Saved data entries
[Start of section]

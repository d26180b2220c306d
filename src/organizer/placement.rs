use crate::error::PathEscapeError;
use crate::organizer::classify::ClassificationRecord;
use crate::organizer::dedupe::ArchiveEntry;
use crate::organizer::fingerprint::{self, FileFingerprint};
use anyhow::{Context, Result};
use chrono::{DateTime, Local};
use std::fs;
use std::io::ErrorKind;
use std::path::{Component, Path, PathBuf};

/// Resolves classification folders under the archive root and moves files there.
#[derive(Debug, Clone)]
pub struct ArchivePlacer {
    root: PathBuf,
}

impl ArchivePlacer {
    pub fn new(archive_root: impl Into<PathBuf>) -> Self {
        Self {
            root: archive_root.into(),
        }
    }

    /// Lexical resolution only; `..` may not climb above the root and
    /// absolute or prefixed paths are refused outright.
    pub fn resolve_folder(&self, folder_path: &str) -> Result<PathBuf, PathEscapeError> {
        let escape = || PathEscapeError {
            folder_path: folder_path.to_string(),
            root: self.root.clone(),
        };
        let mut parts: Vec<&std::ffi::OsStr> = Vec::new();
        for component in Path::new(folder_path.trim()).components() {
            match component {
                Component::Normal(part) => parts.push(part),
                Component::CurDir => {}
                Component::ParentDir => {
                    if parts.pop().is_none() {
                        return Err(escape());
                    }
                }
                Component::RootDir | Component::Prefix(_) => return Err(escape()),
            }
        }
        let mut out = self.root.clone();
        out.extend(parts);
        Ok(out)
    }

    /// Symlinked folders inside the archive must not lead outside it. Checks
    /// the deepest part of `dir` that already exists.
    fn confirm_inside_root(&self, dir: &Path, folder_path: &str) -> Result<()> {
        fs::create_dir_all(&self.root)
            .with_context(|| format!("failed to create {}", self.root.display()))?;
        let root = fs::canonicalize(&self.root)
            .with_context(|| format!("failed to resolve {}", self.root.display()))?;
        let existing = dir
            .ancestors()
            .find(|p| p.exists())
            .unwrap_or(self.root.as_path());
        let resolved = fs::canonicalize(existing)
            .with_context(|| format!("failed to resolve {}", existing.display()))?;
        if !resolved.starts_with(&root) {
            return Err(PathEscapeError {
                folder_path: folder_path.to_string(),
                root: self.root.clone(),
            }
            .into());
        }
        Ok(())
    }

    pub fn place(
        &self,
        source: &Path,
        fingerprint: &FileFingerprint,
        classification: &ClassificationRecord,
        at: DateTime<Local>,
    ) -> Result<ArchiveEntry> {
        let target_dir = self.resolve_folder(&classification.folder_path)?;
        self.confirm_inside_root(&target_dir, &classification.folder_path)?;
        fs::create_dir_all(&target_dir)
            .with_context(|| format!("failed to create {}", target_dir.display()))?;
        self.confirm_inside_root(&target_dir, &classification.folder_path)?;

        let file_name = source
            .file_name()
            .with_context(|| format!("source has no file name: {}", source.display()))?;
        let target = free_target_path(&target_dir, Path::new(file_name), fingerprint);
        move_file(source, &target, fingerprint)?;

        Ok(ArchiveEntry {
            fingerprint: fingerprint.clone(),
            vault_path: target,
            source_filename: file_name.to_string_lossy().into_owned(),
            ingested_at: at,
        })
    }
}

/// `name.ext`, then `name-<fp12>.ext`, then `name-<fp12>-2.ext`, ...
pub fn free_target_path(dir: &Path, file_name: &Path, fingerprint: &FileFingerprint) -> PathBuf {
    let direct = dir.join(file_name);
    if !direct.exists() {
        return direct;
    }

    let stem = file_name
        .file_stem()
        .map(|s| s.to_string_lossy().into_owned())
        .unwrap_or_else(|| "file".to_string());
    let ext = file_name
        .extension()
        .map(|s| format!(".{}", s.to_string_lossy()))
        .unwrap_or_default();

    let mut attempt = 1usize;
    loop {
        let suffix = if attempt == 1 {
            fingerprint.short().to_string()
        } else {
            format!("{}-{attempt}", fingerprint.short())
        };
        let candidate = dir.join(format!("{stem}-{suffix}{ext}"));
        if !candidate.exists() {
            return candidate;
        }
        attempt += 1;
    }
}

fn move_file(from: &Path, to: &Path, fingerprint: &FileFingerprint) -> Result<()> {
    match fs::rename(from, to) {
        Ok(_) => Ok(()),
        Err(rename_err) if rename_err.kind() == ErrorKind::CrossesDevices => {
            copy_verify_remove(from, to, fingerprint)
        }
        Err(rename_err) => Err(rename_err)
            .with_context(|| format!("failed to move {} to {}", from.display(), to.display())),
    }
}

/// Cross-volume move: the destination only appears under its final name once
/// the copied bytes hash to the source fingerprint, and the source goes last.
fn copy_verify_remove(from: &Path, to: &Path, fingerprint: &FileFingerprint) -> Result<()> {
    let dir = to
        .parent()
        .with_context(|| format!("target has no parent: {}", to.display()))?;
    let staging = tempfile::Builder::new()
        .prefix(".organizer-partial-")
        .tempfile_in(dir)
        .with_context(|| format!("failed to stage copy in {}", dir.display()))?;
    fs::copy(from, staging.path())
        .with_context(|| format!("failed to copy {} to {}", from.display(), dir.display()))?;
    staging.as_file().sync_all()?;

    let copied = fingerprint::fingerprint(staging.path())?;
    if &copied != fingerprint {
        anyhow::bail!(
            "copy of {} failed verification (expected {}, got {})",
            from.display(),
            fingerprint,
            copied
        );
    }

    staging
        .persist_noclobber(to)
        .with_context(|| format!("failed to finalize {}", to.display()))?;
    fs::remove_file(from).with_context(|| format!("failed to remove {}", from.display()))?;
    Ok(())
}

#[cfg(test)]
mod tests {
    use super::{ArchivePlacer, copy_verify_remove, free_target_path};
    use crate::error::PathEscapeError;
    use crate::organizer::classify::{ClassificationRecord, StrategicInsight};
    use crate::organizer::fingerprint::{FileFingerprint, fingerprint};
    use chrono::Local;
    use std::fs;
    use std::path::Path;
    use tempfile::tempdir;

    fn record(folder: &str) -> ClassificationRecord {
        ClassificationRecord {
            summary: "s".to_string(),
            folder_path: folder.to_string(),
            tags: vec!["#a".to_string()],
            urgency: "Normal".to_string(),
            strategic_insight: StrategicInsight::default(),
            tasks: Vec::new(),
        }
    }

    #[test]
    fn resolve_folder_normalizes_inside_root() {
        let placer = ArchivePlacer::new("/vault/Archive");
        assert_eq!(
            placer.resolve_folder("Projects/X").expect("plain"),
            Path::new("/vault/Archive/Projects/X")
        );
        assert_eq!(
            placer.resolve_folder("./Projects/../X/").expect("dots"),
            Path::new("/vault/Archive/X")
        );
    }

    #[test]
    fn resolve_folder_rejects_escapes() {
        let placer = ArchivePlacer::new("/vault/Archive");
        assert!(placer.resolve_folder("../../etc").is_err());
        assert!(placer.resolve_folder("Projects/../../x").is_err());
        assert!(placer.resolve_folder("/etc").is_err());
    }

    #[test]
    fn place_moves_file_and_creates_folders() {
        let tmp = tempdir().expect("tempdir");
        let inbox = tmp.path().join("inbox");
        fs::create_dir_all(&inbox).expect("mkdir");
        let source = inbox.join("IMG_001.jpg");
        fs::write(&source, "A").expect("write");
        let fp = fingerprint(&source).expect("fp");

        let placer = ArchivePlacer::new(tmp.path().join("Archive"));
        let entry = placer
            .place(&source, &fp, &record("Projects/X"), Local::now())
            .expect("place");

        let expected = tmp.path().join("Archive/Projects/X/IMG_001.jpg");
        assert_eq!(entry.vault_path, expected);
        assert_eq!(fs::read_to_string(&expected).expect("read"), "A");
        assert!(!source.exists());
    }

    #[test]
    fn escape_leaves_source_untouched() {
        let tmp = tempdir().expect("tempdir");
        let source = tmp.path().join("IMG_002.jpg");
        fs::write(&source, "B").expect("write");
        let fp = fingerprint(&source).expect("fp");

        let placer = ArchivePlacer::new(tmp.path().join("vault/Archive"));
        let err = placer
            .place(&source, &fp, &record("../../etc"), Local::now())
            .expect_err("should reject");

        assert!(err.chain().any(|c| c.is::<PathEscapeError>()));
        assert_eq!(fs::read_to_string(&source).expect("read"), "B");
        assert!(!tmp.path().join("etc").exists());
    }

    #[cfg(unix)]
    #[test]
    fn symlinked_folder_out_of_root_is_rejected() {
        let tmp = tempdir().expect("tempdir");
        let archive = tmp.path().join("Archive");
        let outside = tmp.path().join("outside");
        fs::create_dir_all(&archive).expect("mkdir");
        fs::create_dir_all(&outside).expect("mkdir");
        std::os::unix::fs::symlink(&outside, archive.join("Link")).expect("symlink");
        let source = tmp.path().join("a.txt");
        fs::write(&source, "A").expect("write");
        let fp = fingerprint(&source).expect("fp");

        let err = ArchivePlacer::new(&archive)
            .place(&source, &fp, &record("Link/deeper"), Local::now())
            .expect_err("should reject");
        assert!(err.chain().any(|c| c.is::<PathEscapeError>()));
        assert!(source.exists());
        assert!(!outside.join("deeper").exists());
    }

    #[test]
    fn name_conflicts_get_fingerprint_suffix() {
        let tmp = tempdir().expect("tempdir");
        let fp = FileFingerprint::of_bytes(b"new");
        fs::write(tmp.path().join("IMG.jpg"), "old").expect("write");

        let first = free_target_path(tmp.path(), Path::new("IMG.jpg"), &fp);
        assert_eq!(first, tmp.path().join(format!("IMG-{}.jpg", fp.short())));

        fs::write(&first, "other").expect("write");
        let second = free_target_path(tmp.path(), Path::new("IMG.jpg"), &fp);
        assert_eq!(second, tmp.path().join(format!("IMG-{}-2.jpg", fp.short())));
    }

    #[test]
    fn conflicting_place_never_overwrites() {
        let tmp = tempdir().expect("tempdir");
        let archive = tmp.path().join("Archive");
        fs::create_dir_all(archive.join("Notes")).expect("mkdir");
        fs::write(archive.join("Notes/todo.md"), "existing").expect("write");
        let source = tmp.path().join("todo.md");
        fs::write(&source, "incoming").expect("write");
        let fp = fingerprint(&source).expect("fp");

        let entry = ArchivePlacer::new(&archive)
            .place(&source, &fp, &record("Notes"), Local::now())
            .expect("place");

        assert_eq!(
            fs::read_to_string(archive.join("Notes/todo.md")).expect("read"),
            "existing"
        );
        assert_eq!(fs::read_to_string(&entry.vault_path).expect("read"), "incoming");
    }

    #[test]
    fn copy_path_verifies_before_removing_source() {
        let tmp = tempdir().expect("tempdir");
        let source = tmp.path().join("clip.mov");
        fs::write(&source, "frames").expect("write");
        let target = tmp.path().join("dest.mov");

        let wrong = FileFingerprint::of_bytes(b"something else");
        assert!(copy_verify_remove(&source, &target, &wrong).is_err());
        assert!(source.exists());
        assert!(!target.exists());

        let right = fingerprint(&source).expect("fp");
        copy_verify_remove(&source, &target, &right).expect("copy");
        assert!(!source.exists());
        assert_eq!(fs::read_to_string(&target).expect("read"), "frames");
    }
}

[End of section]

• _WHAT THE TASK REQUIRES_: The lines needed run from the first line of the data through the line containing "are refused outright."; give them again exactly and nothing else.

• _EXERCISE RESPONSE_:
repository d26180b2220c306d
filename src/organizer/placement.rs
use crate::error::PathEscapeError;
use crate::organizer::classify::ClassificationRecord;
use crate::organizer::dedupe::ArchiveEntry;
use crate::organizer::fingerprint::{self, FileFingerprint};
use anyhow::{Context, Result};
use chrono::{DateTime, Local};
use std::fs;
use std::io::ErrorKind;
use std::path::{Component, Path, PathBuf};

/// Resolves classification folders under the archive root and moves files there.
#[derive(Debug, Clone)]
pub struct ArchivePlacer {
    root: PathBuf,
}

impl ArchivePlacer {
    pub fn new(archive_root: impl Into<PathBuf>) -> Self {
        Self {
            root: archive_root.into(),
        }
    }

    /// Lexical resolution only; `..` may not climb above the root and
    /// absolute or prefixed paths are refused outright.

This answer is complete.